Moneybox

Welcome to the New Economy, Dow Jones

Kicking and screaming, the Dow Jones Industrial Average is slowly finding its way into the late 20th century, even as the 21st gets set to arrive. Today’s announcement that, as of Monday, Union Carbide, Sears, Chevron, and Goodyear will be replaced by Home Depot, SBC Communications, Microsoft, and Intel (the latter two being the first Nasdaq stocks ever to appear in the Dow) is fine testimony to what all of us already knew: that the U.S. economy has changed dramatically in the last two decades, and that former industrial powerhouses have been superseded by the avatars of the New Economy.

Actually, the four new Dow companies are avatars of the old New Economy, since there’s nary an Internet or telecom-equipment manufacturer among them. But when you consider that it took Dow Jones until 1997 to take Bethlehem Steel, a company whose industrial fortunes peaked sometime back in the 1930s, out of the index, getting Microsoft in there 13 years after it went public has to be seen as a minor success. Of course, Microsoft also has the largest market capitalization of any company in the world. So the Dow isn’t exactly going out on a limb.

The striking thing about today’s announcement is that changes in the Dow still make headlines, not because they happen so often (actually, they happen very rarely) but because the Dow is such an arbitrary collection of names to begin with. Any index is arbitrary in its inclusion and exclusion of names. But the Dow’s size–it has just 30 companies–magnifies the effect of its arbitrariness. Looking to 30 companies to decipher the underlying health of the stock market, let alone of the U.S. economy as a whole, is senseless. Yet it remains true that for many, if not most, Americans, the stock market is the Dow.

That’s had two contradictory consequences in recent years. On the one hand, it’s led people to overestimate the nature of this bull market, especially in 1999. The average New York Stock Exchange stock, for instance, is now 30 percent off its 52-week high, while the S&P 500 is up just 5 percent for the year. The Dow, however, is up 12 percent for the year, and when it hit 11,000, pundits everywhere proclaimed–depending upon their bullishness and bearishness–this a milestone. In reality, it was a milestone only for this group of 30 stocks (and a changeable group at that). There are no broader conclusions to be drawn from their performance.
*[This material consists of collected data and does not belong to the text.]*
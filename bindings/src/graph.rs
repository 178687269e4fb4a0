use cgraph::dag::{Dag, GraphError, NodeId};
use pyo3::{
    Py, PyAny, PyErr, PyResult,
    exceptions::{PyIOError, PyKeyError, PyValueError},
    pyclass, pymethods,
};

use crate::edgespy::EdgesPy;

/// Python wrapper for the cgraph DAG.
///
/// Nodes carry arbitrary Python objects as optional payloads and are addressed
/// by integer ids. Edges are directed, and any insertion that would close a
/// cycle is rejected with a ValueError.
///
/// # Thread Safety
/// This class is marked as `unsendable`, meaning it should not be accessed from
/// multiple Python threads. The implementation uses internal mutations that are
/// not thread-safe from Python's perspective.
#[pyclass(unsendable)]
pub struct DAGraph {
    inner: Dag<Option<Py<PyAny>>>,
}

#[pymethods]
impl DAGraph {
    /// Create an empty graph.
    #[new]
    pub fn new() -> Self {
        Self { inner: Dag::new() }
    }

    /// Build a graph from an edge list.
    ///
    /// Args:
    ///     num_nodes: Number of nodes to create, with ids 0..num_nodes
    ///     edges: List of (from, to) pairs
    ///
    /// Returns:
    ///     A new DAGraph instance with payload-free nodes
    ///
    /// Raises:
    ///     KeyError: If an edge names a node outside 0..num_nodes
    ///     ValueError: If the edge list describes a cycle
    #[staticmethod]
    pub fn from_edges(num_nodes: usize, edges: EdgesPy) -> PyResult<Self> {
        let mut inner = Dag::with_capacity(num_nodes);
        let ids: Vec<NodeId> = (0..num_nodes).map(|_| inner.add_node(None)).collect();

        for &(from, to) in edges.as_ref() {
            let resolve = |raw: usize| {
                ids.get(raw).copied().ok_or_else(|| {
                    PyKeyError::new_err(format!("node {raw} is outside 0..{num_nodes}"))
                })
            };
            inner
                .add_edge(resolve(from)?, resolve(to)?)
                .map_err(graph_err)?;
        }

        Ok(Self { inner })
    }

    /// Load a graph topology from an edge-list file.
    ///
    /// Args:
    ///     path: Path to the edge-list file
    ///
    /// Returns:
    ///     A new DAGraph instance; the loaded nodes carry no payloads
    ///
    /// Raises:
    ///     IOError: If the file cannot be read
    ///     ValueError: If the file is malformed or describes a cycle
    #[staticmethod]
    pub fn load_edge_list(path: String) -> PyResult<Self> {
        let plain = Dag::load_edge_list(&path).map_err(graph_err)?;

        // The loader hands out dense ids, so they transfer one to one.
        let mut inner = Dag::with_capacity(plain.node_count());
        for _ in plain.node_ids() {
            inner.add_node(None);
        }
        for (from, to) in plain.edges() {
            inner.add_edge(from, to).map_err(graph_err)?;
        }

        Ok(Self { inner })
    }

    /// Write the graph topology to an edge-list file, payloads dropped.
    ///
    /// Args:
    ///     path: Destination path
    ///
    /// Raises:
    ///     IOError: If the file cannot be written
    pub fn save_edge_list(&self, path: String) -> PyResult<()> {
        self.inner.save_edge_list(&path).map_err(graph_err)
    }

    /// Insert a node and return its id.
    ///
    /// Args:
    ///     payload: Arbitrary object attached to the node, if any
    ///
    /// Returns:
    ///     The id of the new node; ids of removed nodes may be reused
    #[pyo3(signature = (payload=None))]
    pub fn add_node(&mut self, payload: Option<Py<PyAny>>) -> usize {
        self.inner.add_node(payload).internal
    }

    /// Remove a node and every edge incident to it.
    ///
    /// Args:
    ///     id: Id of the node to remove
    ///
    /// Returns:
    ///     The payload the node carried, or None
    ///
    /// Raises:
    ///     KeyError: If the node does not exist
    pub fn remove_node(&mut self, id: usize) -> PyResult<Option<Py<PyAny>>> {
        self.inner
            .remove_node(NodeId { internal: id })
            .map_err(graph_err)
    }

    /// Insert the edge from -> to.
    ///
    /// Args:
    ///     from: Id of the source node
    ///     to: Id of the target node
    ///
    /// Returns:
    ///     True if the edge was inserted, False if it was already present
    ///
    /// Raises:
    ///     KeyError: If either endpoint does not exist
    ///     ValueError: If the edge would create a cycle
    pub fn add_edge(&mut self, from: usize, to: usize) -> PyResult<bool> {
        self.inner
            .add_edge(NodeId { internal: from }, NodeId { internal: to })
            .map_err(graph_err)
    }

    /// Remove the edge from -> to.
    ///
    /// Returns:
    ///     True if the edge existed, False if it did not
    ///
    /// Raises:
    ///     KeyError: If either endpoint does not exist
    pub fn remove_edge(&mut self, from: usize, to: usize) -> PyResult<bool> {
        self.inner
            .remove_edge(NodeId { internal: from }, NodeId { internal: to })
            .map_err(graph_err)
    }

    /// Check whether the edge from -> to exists.
    pub fn has_edge(&self, from: usize, to: usize) -> bool {
        self.inner
            .has_edge(NodeId { internal: from }, NodeId { internal: to })
    }

    /// Get the payload attached to a node.
    ///
    /// Raises:
    ///     KeyError: If the node does not exist
    pub fn payload(&self, id: usize) -> PyResult<Option<Py<PyAny>>> {
        match self.inner.payload(NodeId { internal: id }) {
            Some(payload) => Ok(payload.clone()),
            None => Err(PyKeyError::new_err(format!("node {id} does not exist"))),
        }
    }

    /// Direct successors of a node, in edge insertion order.
    ///
    /// Raises:
    ///     KeyError: If the node does not exist
    pub fn successors(&self, id: usize) -> PyResult<Vec<usize>> {
        Ok(self
            .inner
            .successors(NodeId { internal: id })
            .map_err(graph_err)?
            .iter()
            .map(|child| child.internal)
            .collect())
    }

    /// Direct predecessors of a node, in edge insertion order.
    ///
    /// Raises:
    ///     KeyError: If the node does not exist
    pub fn predecessors(&self, id: usize) -> PyResult<Vec<usize>> {
        Ok(self
            .inner
            .predecessors(NodeId { internal: id })
            .map_err(graph_err)?
            .iter()
            .map(|parent| parent.internal)
            .collect())
    }

    /// Ids of all nodes without incoming edges, ascending.
    pub fn roots(&self) -> Vec<usize> {
        self.inner.roots().into_iter().map(|id| id.internal).collect()
    }

    /// Ids of all nodes without outgoing edges, ascending.
    pub fn leaves(&self) -> Vec<usize> {
        self.inner
            .leaves()
            .into_iter()
            .map(|id| id.internal)
            .collect()
    }

    /// All node ids in topological order.
    ///
    /// Returns:
    ///     A list with every node exactly once, parents before children,
    ///     ties broken toward the smallest id
    pub fn topological_order(&self) -> Vec<usize> {
        self.inner.topological().map(|id| id.internal).collect()
    }

    /// Every node reachable from a node, excluding the node itself.
    ///
    /// Raises:
    ///     KeyError: If the node does not exist
    pub fn descendants(&self, id: usize) -> PyResult<Vec<usize>> {
        Ok(self
            .inner
            .descendants(NodeId { internal: id })
            .map_err(graph_err)?
            .map(|node| node.internal)
            .collect())
    }

    /// Every node that reaches a node, excluding the node itself.
    ///
    /// Raises:
    ///     KeyError: If the node does not exist
    pub fn ancestors(&self, id: usize) -> PyResult<Vec<usize>> {
        Ok(self
            .inner
            .ancestors(NodeId { internal: id })
            .map_err(graph_err)?
            .map(|node| node.internal)
            .collect())
    }

    /// Check whether a directed path from -> to exists.
    ///
    /// Every node reaches itself through the empty path.
    ///
    /// Raises:
    ///     KeyError: If either endpoint does not exist
    pub fn is_reachable(&self, from: usize, to: usize) -> PyResult<bool> {
        self.inner
            .is_reachable(NodeId { internal: from }, NodeId { internal: to })
            .map_err(graph_err)
    }

    /// Number of edges on a longest directed path through the graph.
    pub fn depth(&self) -> usize {
        self.inner.depth()
    }

    /// Get the number of nodes in the graph.
    pub fn __len__(&self) -> usize {
        self.inner.node_count()
    }

    /// Check whether a node id is live.
    pub fn __contains__(&self, id: usize) -> bool {
        self.inner.contains(NodeId { internal: id })
    }
}

/// Maps graph errors onto the Python exceptions a dict-like API would raise.
fn graph_err(err: GraphError) -> PyErr {
    match &err {
        GraphError::NodeNotFound(_) => PyKeyError::new_err(err.to_string()),
        GraphError::WouldCycle { .. } => PyValueError::new_err(err.to_string()),
        GraphError::Io(_) => PyIOError::new_err(err.to_string()),
        GraphError::Corrupt(_) | GraphError::Json(_) => PyValueError::new_err(err.to_string()),
    }
}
And the same will be true if the Dow slips below 10,000.

The second consequence is that the focus on the Dow has led people to underestimate the performance of corporate America. There are a lot of terrific companies in the Dow. But if you just look at the four companies that will be leaving on Monday and the four companies that will be arriving, there is simply no comparison between them in terms of business fundamentals. The incoming companies have rapid growth in revenue and in cash flow, and extraordinarily high returns on invested capital. The outgoing companies have slow growth and low (in some cases, perhaps even negative) returns on invested capital. Was the Dow overvalued at 11,000? I don’t know, but I’m sure it’s a lot less likely to be overvalued with its new lineup in there.

This is not news to the stock market as a whole. The outgoing companies have an average market capitalization of $21 billion, while the incoming companies have an average market cap of $236 billion, even though the average revenues of the two groups are not that distinct. You could see this as yet more evidence that investors are too reckless. But it’s better evidence that Dow Jones is only now realizing what the market as a whole has understood for most of this decade.